Various methods of inspection are available, and technology has improved to make its inspections more reliable. However, the method of inspection is not specified in the federal code, Lutz of the Pipeline Safety Trust, noted. “Throughout these pipeline safety regulations, there are types of references that aren’t prescriptive by nature. It’s like having a speed limit sign that says ‘drive safely’ with a smiley face, but doesn’t list a number. That’s the case in a lot of these pipeline safety regulations. They don’t call out prescriptive standards in many places. There are a few prescriptive standards, there’s an example when they talk about how deep a pipe needs to be buried, that it must (meet that standard) at the time of construction, but no where does (the code) say that it must be maintained over time.”

Last October, PHMSA released proposed new safety regulations for hazardous liquid pipelines, which “addressed four congressional mandates, two National Transportation Safety Board recommendations, and a Government Accountability Office recommendation that PHMSA gather information and incident history for onshore hazardous liquid gathering lines to determine if stronger regulations are needed,” according to a press release published by the agency. One of the proposed rules “would require that all hazardous liquid pipelines have a system for detecting leaks and establish a timeline for inspections of affected pipelines following an extreme weather event or natural disaster.”
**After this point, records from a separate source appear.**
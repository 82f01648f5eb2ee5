//! HTTP API handlers for shelf-dash

pub mod ai;
pub mod books;
pub mod buildinfo;
pub mod dashboard;
pub mod health;
pub mod recommendations;

pub use ai::{expand_news, fact_check, optimize_score, summarize};
pub use books::{get_book, search_books};
pub use buildinfo::get_build_info;
pub use dashboard::{apply_action, get_dashboard};
pub use health::health_routes;
pub use recommendations::get_recommendations;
A Buckeye Pipe Line Company representative who is located in Michigan and works on the company’s flagship midwest north-south line along Haggerty Road said, “They do a lot of field inspection, and look at the tanks, (but) the tanks aren’t ours. They look at the manifold piping, how we do things. They compare our policies and procedures with what we're doing in the field. (An inspector) came last year. They come once every three to five years, maybe.”

That line runs from Toledo or Lima, Ohio to the Detroit area, on to Flint. The pipe Buckeye operates transports gasoline, diesel, jet fuel, and other refined petroleum products. “We’re like UPS or FedEx. Anyone – Marathon, Sunoco, the shippers on those lines – we're just the transportation mechanism,” he said. He noted that one of the line’s largest shippers is Marathon, and a substantial number of barrels are piped to and from the Marathon refinery located in southwest Detroit.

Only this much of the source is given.